= WHAT THIS TASK INVOLVES =
Wherever the word "Option" appears in a line of the records, copy that line.
═══ SOURCE INFORMATION ═══
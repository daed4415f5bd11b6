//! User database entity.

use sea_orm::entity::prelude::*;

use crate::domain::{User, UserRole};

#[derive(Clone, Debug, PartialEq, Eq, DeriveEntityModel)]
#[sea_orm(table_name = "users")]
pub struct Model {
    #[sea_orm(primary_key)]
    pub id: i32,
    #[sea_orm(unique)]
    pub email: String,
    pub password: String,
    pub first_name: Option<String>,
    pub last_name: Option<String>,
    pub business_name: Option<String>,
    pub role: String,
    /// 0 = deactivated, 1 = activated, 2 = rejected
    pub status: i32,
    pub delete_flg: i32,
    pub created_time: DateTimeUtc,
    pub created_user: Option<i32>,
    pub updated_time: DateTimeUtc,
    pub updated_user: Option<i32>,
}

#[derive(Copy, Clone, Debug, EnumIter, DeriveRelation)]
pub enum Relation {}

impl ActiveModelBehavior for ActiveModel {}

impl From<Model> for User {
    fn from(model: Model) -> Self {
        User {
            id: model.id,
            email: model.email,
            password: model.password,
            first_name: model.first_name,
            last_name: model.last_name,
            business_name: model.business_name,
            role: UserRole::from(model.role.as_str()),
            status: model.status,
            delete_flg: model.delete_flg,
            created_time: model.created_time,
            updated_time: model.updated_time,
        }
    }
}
═══
═══ SOURCE INFORMATION ═══
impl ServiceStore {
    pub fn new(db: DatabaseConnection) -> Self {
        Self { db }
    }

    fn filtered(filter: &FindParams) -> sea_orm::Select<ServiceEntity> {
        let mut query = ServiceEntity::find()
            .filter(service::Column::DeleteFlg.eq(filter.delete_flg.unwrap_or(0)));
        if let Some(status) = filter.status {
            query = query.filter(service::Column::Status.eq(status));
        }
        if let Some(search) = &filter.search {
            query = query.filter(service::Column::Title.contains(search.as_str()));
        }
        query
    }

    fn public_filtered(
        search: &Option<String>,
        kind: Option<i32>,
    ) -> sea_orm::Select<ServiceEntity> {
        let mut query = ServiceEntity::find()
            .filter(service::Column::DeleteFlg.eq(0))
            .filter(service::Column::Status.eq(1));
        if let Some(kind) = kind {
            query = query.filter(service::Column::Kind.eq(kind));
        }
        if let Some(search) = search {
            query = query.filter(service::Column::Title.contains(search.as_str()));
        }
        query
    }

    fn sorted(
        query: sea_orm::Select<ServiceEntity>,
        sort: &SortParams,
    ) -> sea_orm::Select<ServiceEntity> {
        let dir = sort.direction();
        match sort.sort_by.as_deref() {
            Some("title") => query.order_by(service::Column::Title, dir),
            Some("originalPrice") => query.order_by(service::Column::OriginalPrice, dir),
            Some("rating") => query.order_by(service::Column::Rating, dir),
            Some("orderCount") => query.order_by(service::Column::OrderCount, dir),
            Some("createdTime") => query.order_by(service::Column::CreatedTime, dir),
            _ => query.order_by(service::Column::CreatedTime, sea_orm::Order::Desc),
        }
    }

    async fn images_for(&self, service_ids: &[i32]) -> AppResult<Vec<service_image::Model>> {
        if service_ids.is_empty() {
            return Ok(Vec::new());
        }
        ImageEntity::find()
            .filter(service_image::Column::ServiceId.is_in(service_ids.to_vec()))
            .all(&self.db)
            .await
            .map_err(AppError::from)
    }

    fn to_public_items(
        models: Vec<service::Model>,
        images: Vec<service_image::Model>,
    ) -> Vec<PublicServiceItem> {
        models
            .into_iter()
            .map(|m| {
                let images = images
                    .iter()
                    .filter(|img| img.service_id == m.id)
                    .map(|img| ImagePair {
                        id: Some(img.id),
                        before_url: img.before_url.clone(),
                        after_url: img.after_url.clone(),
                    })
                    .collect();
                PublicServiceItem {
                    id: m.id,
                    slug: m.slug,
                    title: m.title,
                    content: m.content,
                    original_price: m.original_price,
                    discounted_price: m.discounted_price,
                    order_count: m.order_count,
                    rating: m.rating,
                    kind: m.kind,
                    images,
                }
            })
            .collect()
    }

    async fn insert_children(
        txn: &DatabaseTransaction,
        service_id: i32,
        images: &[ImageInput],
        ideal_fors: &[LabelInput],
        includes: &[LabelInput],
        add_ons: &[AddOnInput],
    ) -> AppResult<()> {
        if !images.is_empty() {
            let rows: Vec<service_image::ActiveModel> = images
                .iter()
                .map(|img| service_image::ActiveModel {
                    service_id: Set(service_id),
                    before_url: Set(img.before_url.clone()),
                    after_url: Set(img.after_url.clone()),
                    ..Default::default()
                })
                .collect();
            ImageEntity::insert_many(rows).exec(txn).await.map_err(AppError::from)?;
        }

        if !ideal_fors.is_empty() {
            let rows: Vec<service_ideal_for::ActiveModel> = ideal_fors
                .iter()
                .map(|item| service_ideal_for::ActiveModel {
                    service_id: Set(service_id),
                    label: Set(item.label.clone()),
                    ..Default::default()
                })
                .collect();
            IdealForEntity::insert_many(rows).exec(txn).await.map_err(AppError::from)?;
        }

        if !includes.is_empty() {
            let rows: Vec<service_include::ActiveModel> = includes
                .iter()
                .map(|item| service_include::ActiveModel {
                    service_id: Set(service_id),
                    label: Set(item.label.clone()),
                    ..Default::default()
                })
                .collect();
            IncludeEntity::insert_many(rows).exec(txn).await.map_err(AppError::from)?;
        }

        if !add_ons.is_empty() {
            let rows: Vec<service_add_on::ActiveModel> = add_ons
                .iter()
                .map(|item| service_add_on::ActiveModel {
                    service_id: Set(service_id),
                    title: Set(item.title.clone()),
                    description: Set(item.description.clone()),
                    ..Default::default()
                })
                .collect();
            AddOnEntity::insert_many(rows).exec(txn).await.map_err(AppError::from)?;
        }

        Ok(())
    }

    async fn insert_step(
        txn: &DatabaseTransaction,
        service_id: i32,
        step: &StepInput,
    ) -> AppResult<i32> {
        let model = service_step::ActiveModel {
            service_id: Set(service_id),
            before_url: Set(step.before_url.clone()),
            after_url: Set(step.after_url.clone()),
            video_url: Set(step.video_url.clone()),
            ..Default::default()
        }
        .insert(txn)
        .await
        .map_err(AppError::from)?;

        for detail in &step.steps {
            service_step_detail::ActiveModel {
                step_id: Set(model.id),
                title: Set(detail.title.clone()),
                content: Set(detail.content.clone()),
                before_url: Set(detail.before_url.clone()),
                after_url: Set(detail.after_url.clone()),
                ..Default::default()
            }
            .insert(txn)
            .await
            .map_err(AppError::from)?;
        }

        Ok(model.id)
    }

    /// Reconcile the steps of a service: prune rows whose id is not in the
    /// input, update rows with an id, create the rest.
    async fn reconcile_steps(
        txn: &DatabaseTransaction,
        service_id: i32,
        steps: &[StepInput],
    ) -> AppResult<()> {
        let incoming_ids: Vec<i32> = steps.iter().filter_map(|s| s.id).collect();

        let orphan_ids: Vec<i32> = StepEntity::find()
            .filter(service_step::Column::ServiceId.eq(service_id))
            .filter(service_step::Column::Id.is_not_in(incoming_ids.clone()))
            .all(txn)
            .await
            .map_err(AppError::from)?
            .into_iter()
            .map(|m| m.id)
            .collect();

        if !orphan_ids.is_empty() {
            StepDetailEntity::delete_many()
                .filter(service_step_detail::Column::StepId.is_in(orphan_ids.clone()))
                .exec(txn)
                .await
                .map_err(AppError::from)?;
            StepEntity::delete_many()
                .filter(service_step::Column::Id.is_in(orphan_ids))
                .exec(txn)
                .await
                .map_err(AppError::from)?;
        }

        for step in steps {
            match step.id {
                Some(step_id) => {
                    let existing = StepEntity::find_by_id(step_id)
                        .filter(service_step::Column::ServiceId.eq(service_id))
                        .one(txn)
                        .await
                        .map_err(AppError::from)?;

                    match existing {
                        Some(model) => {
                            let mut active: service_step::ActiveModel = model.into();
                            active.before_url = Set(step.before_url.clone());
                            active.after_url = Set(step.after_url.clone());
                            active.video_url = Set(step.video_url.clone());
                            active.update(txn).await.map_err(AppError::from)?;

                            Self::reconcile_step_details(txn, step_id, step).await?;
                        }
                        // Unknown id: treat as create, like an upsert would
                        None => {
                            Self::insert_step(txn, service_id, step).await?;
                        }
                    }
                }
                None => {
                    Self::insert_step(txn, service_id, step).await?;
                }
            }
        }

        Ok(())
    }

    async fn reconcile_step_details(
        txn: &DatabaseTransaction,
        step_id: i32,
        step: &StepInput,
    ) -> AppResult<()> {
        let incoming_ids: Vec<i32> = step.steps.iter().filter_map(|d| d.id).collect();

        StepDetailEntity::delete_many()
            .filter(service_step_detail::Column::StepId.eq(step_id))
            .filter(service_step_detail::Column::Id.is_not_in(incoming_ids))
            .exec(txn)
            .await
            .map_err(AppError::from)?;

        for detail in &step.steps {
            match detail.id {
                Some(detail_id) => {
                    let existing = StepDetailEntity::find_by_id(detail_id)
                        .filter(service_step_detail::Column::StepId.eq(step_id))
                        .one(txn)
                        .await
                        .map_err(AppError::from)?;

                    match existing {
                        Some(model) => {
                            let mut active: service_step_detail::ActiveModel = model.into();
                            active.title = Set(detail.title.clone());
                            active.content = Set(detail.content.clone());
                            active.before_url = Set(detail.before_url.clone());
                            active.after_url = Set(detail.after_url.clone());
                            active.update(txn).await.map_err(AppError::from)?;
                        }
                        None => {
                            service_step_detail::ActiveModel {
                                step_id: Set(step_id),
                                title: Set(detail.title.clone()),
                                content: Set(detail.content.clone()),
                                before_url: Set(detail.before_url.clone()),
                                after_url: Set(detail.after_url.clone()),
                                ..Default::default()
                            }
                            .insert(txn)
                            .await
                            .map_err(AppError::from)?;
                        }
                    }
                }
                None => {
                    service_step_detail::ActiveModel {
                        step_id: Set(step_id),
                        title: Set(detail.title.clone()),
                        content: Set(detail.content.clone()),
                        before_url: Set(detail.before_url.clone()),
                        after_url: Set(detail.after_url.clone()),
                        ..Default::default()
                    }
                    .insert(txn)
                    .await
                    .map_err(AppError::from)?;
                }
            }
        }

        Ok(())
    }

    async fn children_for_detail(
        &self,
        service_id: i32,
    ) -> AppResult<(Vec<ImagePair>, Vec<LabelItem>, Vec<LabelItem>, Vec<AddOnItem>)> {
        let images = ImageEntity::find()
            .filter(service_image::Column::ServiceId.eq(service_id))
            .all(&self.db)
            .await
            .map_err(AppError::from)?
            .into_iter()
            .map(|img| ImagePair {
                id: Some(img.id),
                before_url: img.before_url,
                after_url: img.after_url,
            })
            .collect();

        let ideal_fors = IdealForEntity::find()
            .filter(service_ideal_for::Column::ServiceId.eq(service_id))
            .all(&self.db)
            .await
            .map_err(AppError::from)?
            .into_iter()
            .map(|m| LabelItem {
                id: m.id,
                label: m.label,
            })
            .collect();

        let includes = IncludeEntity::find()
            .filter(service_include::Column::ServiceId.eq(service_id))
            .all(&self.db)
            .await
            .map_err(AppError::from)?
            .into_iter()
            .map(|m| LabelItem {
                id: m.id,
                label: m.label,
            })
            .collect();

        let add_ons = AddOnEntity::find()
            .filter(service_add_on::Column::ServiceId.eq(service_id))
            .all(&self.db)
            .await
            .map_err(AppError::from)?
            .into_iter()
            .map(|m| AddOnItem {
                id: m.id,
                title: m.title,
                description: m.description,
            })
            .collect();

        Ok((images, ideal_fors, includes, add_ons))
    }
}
═══
= RESPONSE BOX =
    pub first_name: Option<String>,
    pub last_name: Option<String>,
    pub business_name: Option<String>,
    pub created_user: Option<i32>,
    pub updated_user: Option<i32>,
        search: &Option<String>,
        kind: Option<i32>,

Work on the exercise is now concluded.